**Action item:**
Having read the material, return every line of it exactly.

**Supplied information:**
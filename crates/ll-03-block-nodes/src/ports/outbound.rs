//! Outbound transport port.

use async_trait::async_trait;
use thiserror::Error;

/// Failure reported by a transport adapter.
#[derive(Debug, Error)]
#[error("{0}")]
pub struct TransportError(pub String);

impl TransportError {
    /// Creates a transport error from any displayable cause.
    pub fn new(cause: impl std::fmt::Display) -> Self {
        Self(cause.to_string())
    }
}

/// An established stream to one block node.
///
/// A stream never completes intentionally; adapters must report completion
/// through the pool's error path, same as a transport failure.
#[async_trait]
pub trait NodeStream: Send + Sync {
    /// Sends one batch of bytes down the stream.
    async fn send(&mut self, bytes: Vec<u8>) -> Result<(), TransportError>;
}

/// Opens streams to block nodes.
#[async_trait]
pub trait BlockNodeTransport: Send + Sync {
    /// Connects to the given endpoint.
    async fn connect(&self, endpoint: &str) -> Result<Box<dyn NodeStream>, TransportError>;
}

**Solution to this exercise:**
filename crates/ll-03-block-nodes/src/ports/outbound.rs
//! Outbound transport port.

use async_trait::async_trait;
use thiserror::Error;

/// Failure reported by a transport adapter.
#[derive(Debug, Error)]
#[error("{0}")]
pub struct TransportError(pub String);

impl TransportError {
    /// Creates a transport error from any displayable cause.
    pub fn new(cause: impl std::fmt::Display) -> Self {
        Self(cause.to_string())
    }
}

/// An established stream to one block node.
///
/// A stream never completes intentionally; adapters must report completion
/// through the pool's error path, same as a transport failure.
#[async_trait]
pub trait NodeStream: Send + Sync {
    /// Sends one batch of bytes down the stream.
    async fn send(&mut self, bytes: Vec<u8>) -> Result<(), TransportError>;
}

/// Opens streams to block nodes.
#[async_trait]
pub trait BlockNodeTransport: Send + Sync {
    /// Connects to the given endpoint.
    async fn connect(&self, endpoint: &str) -> Result<Box<dyn NodeStream>, TransportError>;
}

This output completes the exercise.